As Montgomery gives Ruby directions to the toilet, it strikes Kate where she has seen her before—many Wednesday nights ago, at the Leyden AA meeting. She attended only once, maybe twice, and Kate can remember she sat silently, her trembling hands and overwhelmed eyes her only eloquence. Kate follows her into her office, a large space with two child-sized chairs, a small trampoline, and a table upon which is a tray filled with sand and an array of figures made of painted rubber—a man on horseback, a woman holding a wand, a mummy, a groom, a king. Montgomery takes her seat in a stuffed armchair and Kate sits in the other adult-size chair.

“We can take this time and you can tell me what your concerns are,” Montgomery says, blushing deeply as she speaks.

“Basically what I told you over the phone. Agitation, sleeplessness, blurring the line between fantasy and reality, and reverting to infant behavior, especially in terms of hygiene.” Kate scans the walls, looking for diplomas, but all she sees is a picture of Einstein with his tongue out, and a photo of a huge, quivering sun setting at the seashore, the ocean a vast watery Wurlitzer of bright colors.

“She has a nice firm handshake,” Montgomery says.

“Then I guess we’re all set.”

Montgomery smiles. “I have to tell you something, Kate. I read
Prays Well with Others
a few months ago and it’s one of my important books.

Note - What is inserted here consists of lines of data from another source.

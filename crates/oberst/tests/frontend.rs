//! End-to-end tests over the full front end: graph building, declaration
//! pass, type resolution, checking and validation, driven through the
//! `Project` API with a stub parser producing raw units.

mod common;

use common::*;
use oberst::ast::{
    derefed, extends, find_in_scope, pretty, BaseKind, BinOp, ErrorKind, NamedRef, Stmt, UnOp,
    Value,
};
use oberst::{ModPath, Project};
use std::rc::Rc;

fn compile_with(parser: MapParser, paths: &[&str], roots: &[&str]) -> Project {
    let mut project = Project::new(Box::new(parser));
    for p in paths {
        project
            .add_file(ModPath::parse(p), format!("MODULE {};\nEND {}.", p, p))
            .unwrap();
    }
    let root_paths: Vec<ModPath> = roots.iter().map(|r| ModPath::parse(r)).collect();
    project.parse_files(&root_paths);
    project
}

fn compile_m(build: impl Fn() -> oberst::ast::RawUnit + 'static) -> Project {
    compile_with(MapParser::new().with("M", build), &["M"], &["M"])
}

fn entity(project: &Project, module: &str, name: &str) -> NamedRef {
    let m = project.module(&ModPath::parse(module)).expect("module exists");
    find_in_scope(m, name, false).expect("entity exists")
}

fn kinds(project: &Project) -> Vec<ErrorKind> {
    project.diagnostics().iter().map(|d| d.kind).collect()
}

// ---------------------------------------------------------------------------
// the concrete end-to-end scenarios

#[test]
fn simple_constant_folds_to_integer() {
    let project = compile_m(|| {
        UnitBuilder::new("M")
            .decl(const_decl(
                "c",
                bin(BinOp::Add, int(1), bin(BinOp::Mul, int(2), int(3))),
            ))
            .build()
    });

    assert!(!project.has_errors(), "diags: {:?}", project.diagnostics());
    let c = entity(&project, "M", "c");
    assert_eq!(c.as_const().unwrap().val(), Value::Int(7));
    assert_eq!(
        derefed(&c.ty().unwrap()).base_kind(),
        Some(BaseKind::Integer)
    );
}

#[test]
fn forward_pointer_links_both_ways() {
    let project = compile_m(|| {
        UnitBuilder::new("M")
            .decl(type_decl("P", ptr_to(quali("R"))))
            .decl(type_decl(
                "R",
                record(
                    None,
                    vec![field("next", quali("P")), field("val", quali("INTEGER"))],
                ),
            ))
            .build()
    });

    assert!(!project.has_errors(), "diags: {:?}", project.diagnostics());
    let p_ty = entity(&project, "M", "P").ty().unwrap();
    let r_ty = entity(&project, "M", "R").ty().unwrap();

    // P.to resolves to R.
    let pointer = p_ty.as_pointer().unwrap();
    assert!(Rc::ptr_eq(&derefed(&pointer.to), &r_ty));
    // The forward reference is not a self reference.
    assert!(!pointer.to.as_quali().unwrap().is_self_ref());

    // R.next resolves back to P.
    let next = r_ty.as_record().unwrap().find("next", false).unwrap();
    assert!(Rc::ptr_eq(&derefed(&next.ty().unwrap()), &p_ty));
}

#[test]
fn extension_with_method_override() {
    let project = compile_m(|| {
        UnitBuilder::new("M")
            .decl(type_decl(
                "A",
                record(None, vec![field("x", quali("INTEGER"))]),
            ))
            .decl(type_decl(
                "B",
                record(Some(quali("A")), vec![field("y", quali("INTEGER"))]),
            ))
            .decl(procedure(
                "p",
                Some(receiver_param("self", quali("A"))),
                vec![],
                None,
                vec![],
                vec![],
            ))
            .decl(procedure(
                "p",
                Some(receiver_param("self", quali("B"))),
                vec![],
                None,
                vec![],
                vec![],
            ))
            .build()
    });

    assert!(!project.has_errors(), "diags: {:?}", project.diagnostics());
    let a_ty = entity(&project, "M", "A").ty().unwrap();
    let b_ty = entity(&project, "M", "B").ty().unwrap();
    assert!(extends(&b_ty, &a_ty));

    let base_method = a_ty.as_record().unwrap().find("p", true).unwrap();
    let override_method = b_ty.as_record().unwrap().find("p", true).unwrap();
    assert!(!Rc::ptr_eq(&base_method, &override_method));

    // The override links its super method, and the super knows the sub.
    let super_of = override_method
        .as_procedure()
        .unwrap()
        .super_method()
        .unwrap();
    assert!(Rc::ptr_eq(&super_of, &base_method));
    let subs = base_method.as_procedure().unwrap().subs();
    assert!(subs.iter().any(|s| Rc::ptr_eq(s, &override_method)));
}

#[test]
fn type_case_narrows_scrutinee() {
    let project = compile_m(|| {
        UnitBuilder::new("M")
            .decl(type_decl(
                "A",
                record(None, vec![field("x", quali("INTEGER"))]),
            ))
            .decl(type_decl(
                "B",
                record(Some(quali("A")), vec![field("y", quali("INTEGER"))]),
            ))
            .decl(type_decl("PA", ptr_to(quali("A"))))
            .decl(variable("a", quali("PA")))
            .stmt(case_stmt(
                leaf("a"),
                vec![(
                    vec![leaf("B")],
                    vec![assign(sel(leaf("a"), "y"), int(1))],
                )],
                vec![],
            ))
            .build()
    });

    assert!(!project.has_errors(), "diags: {:?}", project.diagnostics());

    let module = project.module(&ModPath::parse("M")).unwrap();
    let body = &module.as_module().unwrap().scope.body;
    let Stmt::Case(case) = &*body[0] else {
        panic!("module body starts with the case statement");
    };
    assert!(case.is_type_case());

    // Inside the B arm, a.y resolves to B's field.
    let Stmt::Assign(assignment) = &*case.arms[0].body[0] else {
        panic!("arm body is the assignment");
    };
    let selected = assignment.lhs.ident().unwrap();
    let b_ty = entity(&project, "M", "B").ty().unwrap();
    let b_field = b_ty.as_record().unwrap().find("y", false).unwrap();
    assert!(Rc::ptr_eq(&selected, &b_field));
}

#[test]
fn open_array_parameter_accepts_any_length() {
    let project = compile_m(|| {
        UnitBuilder::new("M")
            .decl(procedure(
                "sum",
                None,
                vec![var_param("xs", open_arr(quali("INTEGER")))],
                Some(quali("INTEGER")),
                vec![],
                vec![ret_stmt(Some(call(leaf("LEN"), vec![leaf("xs")])))],
            ))
            .decl(variable("v", arr(10, quali("INTEGER"))))
            .stmt(call_stmt(call(leaf("sum"), vec![leaf("v")])))
            .build()
    });

    assert!(!project.has_errors(), "diags: {:?}", project.diagnostics());
    let sum = entity(&project, "M", "sum");
    let sig_ty = sum.ty().unwrap();
    let sig = sig_ty.as_proc().unwrap();
    let xs_ty = sig.formals[0].ty().unwrap();
    assert!(xs_ty.as_array().unwrap().is_open());
}

#[test]
fn readonly_export_rejects_write() {
    let parser = MapParser::new()
        .with("A", || {
            UnitBuilder::new("A")
                .decl(readonly(variable("x", quali("INTEGER"))))
                .build()
        })
        .with("B", || {
            UnitBuilder::new("B")
                .import("A")
                .stmt(assign(sel(leaf("A"), "x"), int(0)))
                .build()
        });
    let project = compile_with(parser, &["A", "B"], &["B"]);

    assert!(kinds(&project).contains(&ErrorKind::ReadonlyViolation));
    let a = project.module(&ModPath::parse("A")).unwrap();
    let b = project.module(&ModPath::parse("B")).unwrap();
    assert!(b.has_errors());
    assert!(!a.has_errors());
    // A local checking error does not break B for its own importers.
    assert!(!b.as_module().unwrap().is_broken());
}

// ---------------------------------------------------------------------------
// universal properties

#[test]
fn diagnostics_and_pretty_print_are_deterministic() {
    let build = || {
        MapParser::new()
            .with("A", || {
                UnitBuilder::new("A")
                    .decl(exported(type_decl(
                        "T",
                        record(None, vec![field("n", quali("INTEGER"))]),
                    )))
                    .decl(exported(variable("x", quali("INTEGER"))))
                    .build()
            })
            .with("B", || {
                UnitBuilder::new("B")
                    .import("A")
                    .decl(variable("t", quali_in("A", "T")))
                    .decl(variable("bad", quali("Missing")))
                    .stmt(assign(sel(leaf("t"), "n"), sel(leaf("A"), "x")))
                    .build()
            })
    };

    let one = compile_with(build(), &["A", "B"], &["B"]);
    let two = compile_with(build(), &["A", "B"], &["B"]);

    assert_eq!(one.diagnostics(), two.diagnostics());
    let print = |p: &Project| {
        p.modules()
            .iter()
            .map(pretty::print_module)
            .collect::<Vec<_>>()
            .join("\n")
    };
    assert_eq!(print(&one), print(&two));
}

#[test]
fn checked_expressions_all_carry_types() {
    let project = compile_m(|| {
        UnitBuilder::new("M")
            .decl(variable("x", quali("INTEGER")))
            .decl(variable("b", quali("BOOLEAN")))
            .stmt(assign(
                leaf("x"),
                bin(BinOp::Add, int(1), bin(BinOp::Mul, leaf("x"), int(3))),
            ))
            .stmt(assign(leaf("b"), bin(BinOp::Lt, leaf("x"), int(10))))
            .build()
    });
    assert!(!project.has_errors(), "diags: {:?}", project.diagnostics());

    let module = project.module(&ModPath::parse("M")).unwrap();
    for stmt in &module.as_module().unwrap().scope.body {
        let Stmt::Assign(assignment) = &**stmt else {
            continue;
        };
        for root in [&assignment.lhs, &assignment.rhs] {
            oberst::ast::walk_expr(root, &mut |e| {
                assert!(e.ty().is_some(), "expression without type at {}", e.loc);
            });
        }
    }
}

#[test]
fn extension_is_transitive_and_pointers_follow() {
    let project = compile_m(|| {
        UnitBuilder::new("M")
            .decl(type_decl("A", record(None, vec![field("x", quali("INTEGER"))])))
            .decl(type_decl("B", record(Some(quali("A")), vec![])))
            .decl(type_decl("C", record(Some(quali("B")), vec![])))
            .decl(type_decl("PA", ptr_to(quali("A"))))
            .decl(type_decl("PC", ptr_to(quali("C"))))
            .decl(variable("pa", quali("PA")))
            .decl(variable("pc", quali("PC")))
            .stmt(assign(leaf("pa"), leaf("pc")))
            .build()
    });

    assert!(!project.has_errors(), "diags: {:?}", project.diagnostics());
    let a_ty = entity(&project, "M", "A").ty().unwrap();
    let c_ty = entity(&project, "M", "C").ty().unwrap();
    assert!(extends(&c_ty, &a_ty));
    assert!(!extends(&a_ty, &c_ty));
}

#[test]
fn module_cycle_is_rejected() {
    let parser = MapParser::new()
        .with("A", || UnitBuilder::new("A").import("B").build())
        .with("B", || UnitBuilder::new("B").import("A").build());
    let project = compile_with(parser, &["A", "B"], &["A"]);

    assert!(project.has_errors());
    assert!(kinds(&project).contains(&ErrorKind::ModuleCycle));
}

I haven’t heard your show on the radio yet, but that book is really something.”

“Thank you.”

“I just love your little mishaps. They’re quite funny, but there is always the moment, the lightbulb moment, when you get it. You’re inspiring—do you know that?”

“I’m not inspiring, or inspired, I’m just broken. But thanks, I am glad I wrote something you could use.”

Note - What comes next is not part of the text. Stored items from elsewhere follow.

impl Module {
    /// Create a module shell with its initializer body.
    pub fn new(
        full_path: ModPath,
        file: FileId,
        is_def: bool,
        meta_params: Vec<NamedRef>,
        body: Vec<StmtRef>,
    ) -> Self {
        Self {
            scope: ScopeData::new(body),
            full_path,
            file,
            is_def,
            meta_params,
            is_validated: Cell::new(false),
            broken: Cell::new(false),
            imports: RefCell::new(Vec::new()),
            decls: RefCell::new(Vec::new()),
            helpers: RefCell::new(Vec::new()),
        }
    }

    /// All module-level declarations in source order.
    ///
    /// Unlike the scope name table, this list includes receiver procedures,
    /// which live in their record's namespace rather than the module's.
    pub fn decls(&self) -> Vec<NamedRef> {
        self.decls.borrow().clone()
    }

    /// Record a module-level declaration.
    pub fn push_decl(&self, decl: NamedRef) {
        self.decls.borrow_mut().push(decl);
    }

    /// Whether a structural error made this module's exports unusable.
    ///
    /// Local checking errors leave the module usable by importers; graph,
    /// declaration and type-resolution errors do not.
    pub fn is_broken(&self) -> bool {
        self.broken.get()
    }

    /// Mark this module structurally broken.
    pub fn mark_broken(&self) {
        self.broken.set(true);
    }

    /// The import entities of this module, in clause order.
    pub fn imports(&self) -> Vec<NamedRef> {
        self.imports.borrow().clone()
    }

    /// Register an import entity.
    pub fn push_import(&self, import: NamedRef) {
        self.imports.borrow_mut().push(import);
    }

    /// Whether the full pipeline ran over this module.
    pub fn is_validated(&self) -> bool {
        self.is_validated.get()
    }

    /// Mark the module as fully processed.
    pub fn set_validated(&self) {
        self.is_validated.set(true);
    }

    /// Keep a synthesized type (address-of pointer, generic instantiation)
    /// alive for the lifetime of this module.
    pub fn register_helper(&self, ty: TypeRef) {
        self.helpers.borrow_mut().push(ty);
    }

    /// The synthesized helper types of this module.
    pub fn helpers(&self) -> Vec<TypeRef> {
        self.helpers.borrow().clone()
    }
}

/// Insertion-ordered, name-keyed entity table of a scope.
#[derive(Debug)]
pub struct ScopeData {
    names: RefCell<IndexMap<String, NamedRef>>,
    /// Statement body of the scope (procedure body, module initializer)
    pub body: Vec<StmtRef>,
}

impl ScopeData {
    /// Create a scope with the given body.
    pub fn new(body: Vec<StmtRef>) -> Self {
        Self {
            names: RefCell::new(IndexMap::new()),
            body,
        }
    }

    /// Add an entity to this scope.
    ///
    /// Fails with the already-present entity if the name is taken at this
    /// scope level.
    pub fn add(&self, entity: NamedRef) -> Result<(), NamedRef> {
        let mut names = self.names.borrow_mut();
        if let Some(existing) = names.get(&entity.name) {
            return Err(existing.clone());
        }
        names.insert(entity.name.clone(), entity);
        Ok(())
    }

    /// Look up a name in this scope only.
    pub fn find(&self, name: &str) -> Option<NamedRef> {
        self.names.borrow().get(name).cloned()
    }

    /// The entities of this scope in insertion order.
    pub fn entries(&self) -> Vec<NamedRef> {
        self.names.borrow().values().cloned().collect()
    }

    /// Number of entities in this scope.
    pub fn len(&self) -> usize {
        self.names.borrow().len()
    }

    /// Whether the scope has no entities.
    pub fn is_empty(&self) -> bool {
        self.names.borrow().is_empty()
    }
}

/// Look up a name along the scope chain.
///
/// Searches the starting scope first; with `recursive`, continues through
/// the enclosing scopes up to and including the module.
pub fn find_in_scope(start: &NamedRef, name: &str, recursive: bool) -> Option<NamedRef> {
    let mut current = Some(start.clone());
    while let Some(entity) = current {
        if let Some(data) = entity.scope_data() {
            if let Some(found) = data.find(name) {
                return Some(found);
            }
        }
        if !recursive {
            return None;
        }
        current = entity.scope();
    }
    None
}

#[cfg(test)]
mod tests {
    use super::*;

    fn module(name: &str) -> NamedRef {
        Named::new(
            name,
            Loc::none(),
            NamedKind::Module(Module::new(ModPath::parse(name), 0, false, vec![], vec![])),
        )
    }

    fn proc(name: &str) -> NamedRef {
        Named::new(
            name,
            Loc::none(),
            NamedKind::Procedure(Procedure::new(vec![], vec![], None, vec![])),
        )
    }

    #[test]
    fn test_scope_add_rejects_duplicates() {
        let m = module("M");
        let scope = m.scope_data().unwrap();
        let a = Named::new("x", Loc::none(), NamedKind::Variable);
        let b = Named::new("x", Loc::none(), NamedKind::Variable);

        assert!(scope.add(a.clone()).is_ok());
        let existing = scope.add(b).unwrap_err();
        assert!(Rc::ptr_eq(&existing, &a));
        assert_eq!(scope.len(), 1);
    }

    #[test]
    fn test_scope_preserves_insertion_order() {
        let m = module("M");
        let scope = m.scope_data().unwrap();
        for name in ["c", "a", "b"] {
            scope.add(Named::new(name, Loc::none(), NamedKind::Variable)).unwrap();
        }
        let order: Vec<_> = scope.entries().iter().map(|n| n.name.clone()).collect();
        assert_eq!(order, vec!["c", "a", "b"]);
    }

    #[test]
    fn test_find_in_scope_walks_chain() {
        let m = module("M");
        let p = proc("P");
        p.set_scope(&m);
        m.scope_data().unwrap().add(p.clone()).unwrap();

        let x = Named::new("x", Loc::none(), NamedKind::Variable);
        m.scope_data().unwrap().add(x.clone()).unwrap();

        // Not local to the procedure, found through the module.
        let found = find_in_scope(&p, "x", true).unwrap();
        assert!(Rc::ptr_eq(&found, &x));
        assert!(find_in_scope(&p, "x", false).is_none());
        assert!(find_in_scope(&p, "y", true).is_none());
    }

    #[test]
    fn test_module_backlink() {
        let m = module("M");
        let p = proc("P");
        p.set_scope(&m);
        let local = Named::new("v", Loc::none(), NamedKind::LocalVar);
        local.set_scope(&p);

        let owner = local.module().unwrap();
        assert!(Rc::ptr_eq(&owner, &m));
    }

    #[test]
    fn test_visibility_symbols() {
        assert_eq!(Visibility::ReadWrite.symbol(), "*");
        assert_eq!(Visibility::ReadOnly.symbol(), "-");
        assert_eq!(Visibility::Private.symbol(), "");
        assert!(Visibility::ReadOnly.is_public());
        assert!(!Visibility::Private.is_public());
    }

    #[test]
    fn test_builtin_names() {
        assert_eq!(BuiltInKind::StrLen.name(), "STRLEN");
        assert_eq!(BuiltInKind::ALL.len(), 28);
    }
}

“And I thank you. Most spiritual writers sort of stick in my craw. But you’re so honest and so human and so…you. I feel as if I know you.”

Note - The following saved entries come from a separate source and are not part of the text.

//! The type graph.
//!
//! Types form a directed graph that is cyclic in the reference dimension
//! (records reference pointers that reference records, bases link to
//! sub-records) but acyclic in the ownership dimension:
//!
//! - A declaring entity owns its type (`Rc`), composite types own their
//!   components (pointer target, array element, record fields, formals).
//! - Resolution links point the other way and are weak: a qualified type
//!   reference resolves to a type owned elsewhere, a record knows its base
//!   record and sub-records without owning them, an anonymous record knows
//!   the pointer it is bound to.
//!
//! Primitive base types are interned singletons per kind, shared across all
//! modules of a front end. They are immutable, so sharing is safe; the front
//! end is single threaded, so the intern table is thread local.

use crate::ast::expr::ExprRef;
use crate::ast::named::{NamedRef, WeakNamed};
use crate::foundation::Loc;
use indexmap::IndexMap;
use std::cell::{Cell, RefCell};
use std::collections::HashMap;
use std::rc::{Rc, Weak};

/// Shared handle to a type node.
pub type TypeRef = Rc<Type>;

/// Non-owning handle to a type node.
pub type WeakType = Weak<Type>;

/// A type node: the variant plus a back-link to the declaring entity.
///
/// The back-link is set for types introduced by a type declaration and left
/// empty for anonymous types; the pretty printer uses it to render declared
/// types by name.
#[derive(Debug)]
pub struct Type {
    ident: RefCell<WeakNamed>,
    visited: Cell<bool>,
    /// The type variant
    pub kind: TypeKind,
}

/// Type variants.
///
/// `Generic` and `ModuleRef` are pseudo-types: the former stands for a
/// generic meta parameter used as a type, the latter is the type of an
/// import name in qualified access. Neither denotes a value representation.
#[derive(Debug)]
pub enum TypeKind {
    /// Primitive type
    Base(BaseType),
    /// Indirection to a record or array
    Pointer(Pointer),
    /// Fixed-length or open array
    Array(Array),
    /// Product type with fields, methods, and optional base record
    Record(Record),
    /// Procedure signature
    Proc(ProcType),
    /// A named type reference, resolved by the type resolver
    Quali(QualiType),
    /// Ordered named constants
    Enum(Enumeration),
    /// A generic meta parameter used as a type
    Generic(GenericType),
    /// The pseudo-type of an import name
    ModuleRef(ModuleRefType),
}

impl Type {
    /// Wrap a variant into a shared type node.
    pub fn new(kind: TypeKind) -> TypeRef {
        Rc::new(Self {
            ident: RefCell::new(Weak::new()),
            visited: Cell::new(false),
            kind,
        })
    }

    /// Whether the type resolver has completed this node.
    ///
    /// The marker lives on the node so that a record resolved in its home
    /// module is never re-resolved when an importer reaches it.
    pub fn is_visited(&self) -> bool {
        self.visited.get()
    }

    /// Mark this node as fully resolved.
    pub fn mark_visited(&self) {
        self.visited.set(true);
    }

    /// The declaring entity, if this type was introduced by a declaration.
    pub fn ident(&self) -> Option<NamedRef> {
        self.ident.borrow().upgrade()
    }

    /// Link this type to its declaring entity.
    pub fn set_ident(&self, ident: &NamedRef) {
        *self.ident.borrow_mut() = Rc::downgrade(ident);
    }

    /// Source position of the type expression, if any.
    pub fn loc(&self) -> Loc {
        match &self.kind {
            TypeKind::Base(_) | TypeKind::Generic(_) | TypeKind::ModuleRef(_) => Loc::none(),
            TypeKind::Pointer(p) => p.loc,
            TypeKind::Array(a) => a.loc,
            TypeKind::Record(r) => r.loc,
            TypeKind::Proc(p) => p.loc,
            TypeKind::Quali(q) => q.loc,
            TypeKind::Enum(e) => e.loc,
        }
    }

    /// Short name of the variant, for messages.
    pub fn kind_name(&self) -> &'static str {
        match &self.kind {
            TypeKind::Base(b) => b.kind.name(),
            TypeKind::Pointer(_) => "pointer",
            TypeKind::Array(_) => "array",
            TypeKind::Record(_) => "record",
            TypeKind::Proc(_) => "procedure type",
            TypeKind::Quali(_) => "named type reference",
            TypeKind::Enum(_) => "enumeration",
            TypeKind::Generic(_) => "generic parameter",
            TypeKind::ModuleRef(_) => "module",
        }
    }

    /// Records and arrays are structured; everything else is not.
    pub fn is_structured(&self) -> bool {
        matches!(self.kind, TypeKind::Record(_) | TypeKind::Array(_))
    }

    /// The base-type variant, if this is a primitive.
    pub fn as_base(&self) -> Option<&BaseType> {
        match &self.kind {
            TypeKind::Base(b) => Some(b),
            _ => None,
        }
    }

    /// The base kind, if this is a primitive.
    pub fn base_kind(&self) -> Option<BaseKind> {
        self.as_base().map(|b| b.kind)
    }

    /// The pointer variant, if any.
    pub fn as_pointer(&self) -> Option<&Pointer> {
        match &self.kind {
            TypeKind::Pointer(p) => Some(p),
            _ => None,
        }
    }

    /// The array variant, if any.
    pub fn as_array(&self) -> Option<&Array> {
        match &self.kind {
            TypeKind::Array(a) => Some(a),
            _ => None,
        }
    }

    /// The record variant, if any.
    pub fn as_record(&self) -> Option<&Record> {
        match &self.kind {
            TypeKind::Record(r) => Some(r),
            _ => None,
        }
    }

    /// The procedure-type variant, if any.
    pub fn as_proc(&self) -> Option<&ProcType> {
        match &self.kind {
            TypeKind::Proc(p) => Some(p),
            _ => None,
        }
    }

    /// The qualified-reference variant, if any.
    pub fn as_quali(&self) -> Option<&QualiType> {
        match &self.kind {
            TypeKind::Quali(q) => Some(q),
            _ => None,
        }
    }

    /// The enumeration variant, if any.
    pub fn as_enum(&self) -> Option<&Enumeration> {
        match &self.kind {
            TypeKind::Enum(e) => Some(e),
            _ => None,
        }
    }

    /// Short printable form of the type.
    ///
    /// Declared types render as their name; anonymous composites render
    /// structurally one level deep.
    pub fn pretty(&self) -> String {
        if let Some(ident) = self.ident() {
            return ident.name.clone();
        }
        match &self.kind {
            TypeKind::Base(b) => b.kind.name().to_string(),
            TypeKind::Pointer(p) => format!("POINTER TO {}", p.to.pretty()),
            TypeKind::Array(a) => {
                if a.is_open() {
                    format!("ARRAY OF {}", a.elem.pretty())
                } else {
                    format!("ARRAY {} OF {}", a.len(), a.elem.pretty())
                }
            }
            TypeKind::Record(_) => "RECORD".to_string(),
            TypeKind::Proc(_) => "PROCEDURE".to_string(),
            TypeKind::Quali(q) => q.text(),
            TypeKind::Enum(_) => "enumeration".to_string(),
            TypeKind::Generic(g) => g
                .param()
                .map(|p| p.name.clone())
                .unwrap_or_else(|| "?".to_string()),
            TypeKind::ModuleRef(_) => "MODULE".to_string(),
        }
    }
}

“I don’t really think of myself as a spiritual writer,” Kate says.

“You don’t?”

“Just more like a writer, a regular writer.”

“Mom?” Ruby’s voice, troubled and confused, comes from outside.

Kate clambers out of her chair. “Just very quickly?” she says to Montgomery. “I gave her a little cross, and she gave it to my boyfriend’s sister, for luck, and a while after that the sister had a pretty bad accident and Ruby is sort of blaming herself.”

Poor Ruby is three doors down, and when she sees her mother she drops down to the carpeting and scuttles toward her using both hands and feet, with her rump high in the air and her face red from exertion.
Sure
, Kate thinks,
let’s go for the full monty
.

Ruby crabwalks into Montgomery’s office, with Kate behind her. “Sorry about that,” Montgomery says. “That hall can be confusing.” She is standing at the sand tray, smoothing the sand down with an index card.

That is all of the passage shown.